Expressam a constante percepção quanto à falta de humanização, à discriminação,
à postura autoritária, à desconsideração do paciente e do familiar em seu
contexto, pelos profissionais de saúde, especialmente da enfermagem e da
medicina no ambiente hospitalar. O modelo institucional não tem absorvido os
parâmetros éticos contidos na Constituição Federal(29) e na Lei Orgânica da
Saúde(23).
Essa percepção remete à necessidade de reflexões e mudanças profundas nas
relações de poder entre profissionais e com a população, a busca pela
humanização do cuidado, a concretização dos demais princípios implícitos no
Sistema Único de Saúde. Há que se intensificar tais abordagens tanto entre os
profissionais, quanto no mundo acadêmico, com o intuito de comprometê-los e
motivá-los à participação política que leve à transformações no sistema e das
condições de trabalho próprias à atuação humanizada e integral.
A pesquisa possibilitou a percepção de que a municipalização da Unidade
Sanitária do contexto da investigação, ao lado do esforço e dedicação de
integrantes da equipe, amplia continuamente seus serviços, bem como a
qualificação destes.
Ainda assim, as famílias deparam-se, muitas vezes, com a dificuldade de acesso,
permanecendo numa posição de isolamento do sistema.
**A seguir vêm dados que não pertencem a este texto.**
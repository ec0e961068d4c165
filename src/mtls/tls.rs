//! Certificate loading and rustls config building.
//!
//! Provides:
//! - [`build_server_config`]: `rustls::ServerConfig` that requires and
//!   verifies client certificates
//! - [`build_client_config`]: `rustls::ClientConfig` presenting a client
//!   certificate (used by the poller)
//! - [`load_certs`] / [`load_private_key`] / [`load_crls`]: PEM file loading
//!
//! # File format
//!
//! All certificate, key and CRL files are expected in **PEM format**.
//! Every failure here is a startup-time `Error::Config`.

use std::fs;
use std::sync::Arc;

use rustls::pki_types::{CertificateDer, CertificateRevocationListDer, PrivateKeyDer};
use rustls::server::WebPkiClientVerifier;
use rustls::{ClientConfig, RootCertStore, ServerConfig};
use tracing::debug;

use crate::config::GatewayConfig;
use crate::{Error, Result};

// ─────────────────────────────────────────────────────────────────────────────
// Public: server / client configs
// ─────────────────────────────────────────────────────────────────────────────

/// Build the mutual-TLS `rustls::ServerConfig` for the gateway.
///
/// Clients without a certificate chaining to `config.ca_cert` are rejected
/// during the handshake; such connections never reach the handler.
///
/// # Errors
///
/// Returns an error if any certificate, key or CRL file cannot be read or
/// parsed, or if the server key does not match its certificate.
pub fn build_server_config(config: &GatewayConfig) -> Result<ServerConfig> {
    let server_certs = load_certs(&config.server_cert)?;
    let server_key = load_private_key(&config.server_key)?;
    let root_store = load_root_store(&config.ca_cert)?;

    let crls = match config.crl_path {
        Some(ref crl_path) => load_crls(crl_path)?,
        None => Vec::new(),
    };

    let client_verifier = WebPkiClientVerifier::builder(Arc::new(root_store))
        .with_crls(crls)
        .build()
        .map_err(|e| Error::Config(format!("Failed to build client verifier: {e}")))?;

    let mut tls_cfg = ServerConfig::builder_with_protocol_versions(&[&rustls::version::TLS13])
        .with_client_cert_verifier(client_verifier)
        .with_single_cert(server_certs, server_key)
        .map_err(|e| Error::Config(format!("TLS config error (cert/key mismatch?): {e}")))?;

    tls_cfg.alpn_protocols = vec![b"h2".to_vec(), b"http/1.1".to_vec()];

    debug!(
        server_cert = %config.server_cert,
        ca_cert = %config.ca_cert,
        crl = config.crl_path.is_some(),
        "mTLS server config built"
    );

    Ok(tls_cfg)
}

/// Build a TLS 1.3 client config that trusts `ca_cert` and presents the
/// given client certificate.
///
/// # Errors
///
/// Returns an error if any file cannot be read or parsed, or the key does
/// not match the certificate.
pub fn build_client_config(client_cert: &str, client_key: &str, ca_cert: &str) -> Result<ClientConfig> {
    let certs = load_certs(client_cert)?;
    let key = load_private_key(client_key)?;
    let root_store = load_root_store(ca_cert)?;

    ClientConfig::builder_with_protocol_versions(&[&rustls::version::TLS13])
        .with_root_certificates(root_store)
        .with_client_auth_cert(certs, key)
        .map_err(|e| Error::Config(format!("Client TLS config error (cert/key mismatch?): {e}")))
}

// ─────────────────────────────────────────────────────────────────────────────
// Public: PEM loading
// ─────────────────────────────────────────────────────────────────────────────

/// Load all certificates from a PEM file.
///
/// # Errors
///
/// Returns an error if the file cannot be read or contains no valid PEM
/// certificate blocks.
pub fn load_certs(path: &str) -> Result<Vec<CertificateDer<'static>>> {
    let pem_data = read_file(path)?;
    let certs: Vec<CertificateDer<'static>> = rustls_pemfile::certs(&mut pem_data.as_slice())
        .collect::<std::result::Result<Vec<_>, _>>()
        .map_err(|e| Error::Config(format!("Failed to parse certs from '{path}': {e}")))?;

    if certs.is_empty() {
        return Err(Error::Config(format!("No certificates found in '{path}'")));
    }

    Ok(certs)
}

/// Load the first private key from a PEM file.
///
/// Supports RSA (`RSA PRIVATE KEY`), PKCS#8 (`PRIVATE KEY`), and EC keys.
///
/// # Errors
///
/// Returns an error if the file cannot be read or contains no private key.
pub fn load_private_key(path: &str) -> Result<PrivateKeyDer<'static>> {
    let pem_data = read_file(path)?;
    rustls_pemfile::private_key(&mut pem_data.as_slice())
        .map_err(|e| Error::Config(format!("Failed to parse private key from '{path}': {e}")))?
        .ok_or_else(|| Error::Config(format!("No private key found in '{path}'")))
}

/// Load CRL entries from a PEM file.
///
/// # Errors
///
/// Returns an error if the file cannot be read or parsed.
pub fn load_crls(path: &str) -> Result<Vec<CertificateRevocationListDer<'static>>> {
    let pem_data = read_file(path)?;
    rustls_pemfile::crls(&mut pem_data.as_slice())
        .collect::<std::result::Result<Vec<_>, _>>()
        .map_err(|e| Error::Config(format!("Failed to parse CRL from '{path}': {e}")))
}

// ─────────────────────────────────────────────────────────────────────────────
// Private helpers
// ─────────────────────────────────────────────────────────────────────────────

fn read_file(path: &str) -> Result<Vec<u8>> {
    fs::read(path).map_err(|e| Error::Config(format!("Cannot read '{path}': {e}")))
}

/// Build a trust store from every certificate in `path`.
fn load_root_store(path: &str) -> Result<RootCertStore> {
    let mut root_store = RootCertStore::empty();
    for cert in load_certs(path)? {
        root_store
            .add(cert)
            .map_err(|e| Error::Config(format!("Failed to add CA cert to trust store: {e}")))?;
    }
    Ok(root_store)
}

// ─────────────────────────────────────────────────────────────────────────────
// Tests
// ─────────────────────────────────────────────────────────────────────────────

#[cfg(test)]
mod tests {
    use super::*;
    use rcgen::string::Ia5String;
    use rcgen::{
        BasicConstraints, CertificateParams, DistinguishedName, DnType, IsCa, KeyPair, SanType,
    };
    use std::path::Path;

    struct Pem {
        cert: String,
        key: String,
    }

    fn self_signed(cn: &str, is_ca: bool) -> Pem {
        let key_pair = KeyPair::generate().unwrap();
        let mut params = CertificateParams::default();
        let mut dn = DistinguishedName::new();
        dn.push(DnType::CommonName, cn);
        params.distinguished_name = dn;
        if is_ca {
            params.is_ca = IsCa::Ca(BasicConstraints::Unconstrained);
        } else {
            params.subject_alt_names = vec![SanType::DnsName(Ia5String::try_from(cn).unwrap())];
        }
        let cert = params.self_signed(&key_pair).unwrap();
        Pem {
            cert: cert.pem(),
            key: key_pair.serialize_pem(),
        }
    }

    fn write(dir: &Path, name: &str, contents: &str) -> String {
        let path = dir.join(name);
        fs::write(&path, contents).unwrap();
        path.to_string_lossy().into_owned()
    }

    fn gateway_config(dir: &Path) -> GatewayConfig {
        let ca = self_signed("Test Root CA", true);
        let server = self_signed("localhost", false);
        GatewayConfig {
            opa_url: "http://127.0.0.1:8181/v1/data/authz/allow".to_string(),
            server_cert: write(dir, "server.crt", &server.cert),
            server_key: write(dir, "server.key", &server.key),
            ca_cert: write(dir, "ca.crt", &ca.cert),
            ..Default::default()
        }
    }

    // ─── build_server_config ─────────────────────────────────────────────────

    #[test]
    fn server_config_builds_from_valid_pem_files() {
        let dir = tempfile::tempdir().unwrap();
        let cfg = gateway_config(dir.path());

        let tls = build_server_config(&cfg).unwrap();
        assert_eq!(tls.alpn_protocols, vec![b"h2".to_vec(), b"http/1.1".to_vec()]);
    }

    #[test]
    fn server_config_rejects_mismatched_key() {
        // GIVEN: a server cert paired with someone else's key
        let dir = tempfile::tempdir().unwrap();
        let mut cfg = gateway_config(dir.path());
        let other = self_signed("other", false);
        cfg.server_key = write(dir.path(), "other.key", &other.key);

        // THEN: startup fails with a configuration error
        let err = build_server_config(&cfg).unwrap_err();
        assert!(matches!(err, Error::Config(_)));
    }

    #[test]
    fn server_config_fails_on_unreadable_trust_root() {
        let dir = tempfile::tempdir().unwrap();
        let mut cfg = gateway_config(dir.path());
        cfg.ca_cert = "/nonexistent/ca.crt".to_string();

        let msg = build_server_config(&cfg).unwrap_err().to_string();
        assert!(msg.contains("Cannot read"));
    }

    #[test]
    fn server_config_fails_on_missing_crl_file() {
        let dir = tempfile::tempdir().unwrap();
        let mut cfg = gateway_config(dir.path());
        cfg.crl_path = Some("/nonexistent/ca.crl".to_string());

        assert!(build_server_config(&cfg).is_err());
    }

    // ─── build_client_config ─────────────────────────────────────────────────

    #[test]
    fn client_config_builds_with_matching_key() {
        let dir = tempfile::tempdir().unwrap();
        let ca = self_signed("Test Root CA", true);
        let client = self_signed("serviceB", false);

        let result = build_client_config(
            &write(dir.path(), "client.crt", &client.cert),
            &write(dir.path(), "client.key", &client.key),
            &write(dir.path(), "ca.crt", &ca.cert),
        );
        assert!(result.is_ok());
    }

    // ─── PEM loading ─────────────────────────────────────────────────────────

    #[test]
    fn load_certs_reads_generated_pem() {
        let dir = tempfile::tempdir().unwrap();
        let ca = self_signed("CA", true);
        let path = write(dir.path(), "ca.crt", &ca.cert);

        assert_eq!(load_certs(&path).unwrap().len(), 1);
    }

    #[test]
    fn load_certs_returns_error_for_empty_pem_file() {
        let dir = tempfile::tempdir().unwrap();
        let path = write(dir.path(), "empty.crt", "");

        let msg = load_certs(&path).unwrap_err().to_string();
        assert!(msg.contains("No certificates found"));
    }

    #[test]
    fn load_private_key_reads_generated_pem() {
        let dir = tempfile::tempdir().unwrap();
        let ca = self_signed("CA", true);
        let path = write(dir.path(), "ca.key", &ca.key);

        let key = load_private_key(&path).unwrap();
        assert!(!key.secret_der().is_empty());
    }

    #[test]
    fn load_private_key_returns_error_when_no_key_in_file() {
        let dir = tempfile::tempdir().unwrap();
        let ca = self_signed("CA", true);
        let path = write(dir.path(), "cert_only.pem", &ca.cert);

        assert!(load_private_key(&path).is_err());
    }

    #[test]
    fn load_crls_of_file_without_crls_is_empty() {
        let dir = tempfile::tempdir().unwrap();
        let ca = self_signed("CA", true);
        let path = write(dir.path(), "no.crl", &ca.cert);

        assert!(load_crls(&path).unwrap().is_empty());
    }
}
Em várias situações,
vivenciam uma difícil relação entre equipe e população. Essa, possivelmente,
tem sua origem no pouco conhecimento que os profissionais podem ter da
realidade das famílias e no fato de a demanda por serviços ser maior que a
oferta.
A busca constante pela consolidação do SUS os princípios de integralidade,
universalidade, eqüidade, resolutividade e humanização do atendimento é, ao
nosso entender, o grande desafio que se coloca.
O redirecionamento de uma prática centralizada no médico, para uma organização
centrada na qualidade de vida das pessoas e do ambiente, é o que preconiza o
SUS. O acolhimento mostra-se como diretriz operacional própria para a inversão
do modelo, exigindo, no entanto, a qualificação de toda a equipe para que
qualquer mudança possa ser implantada.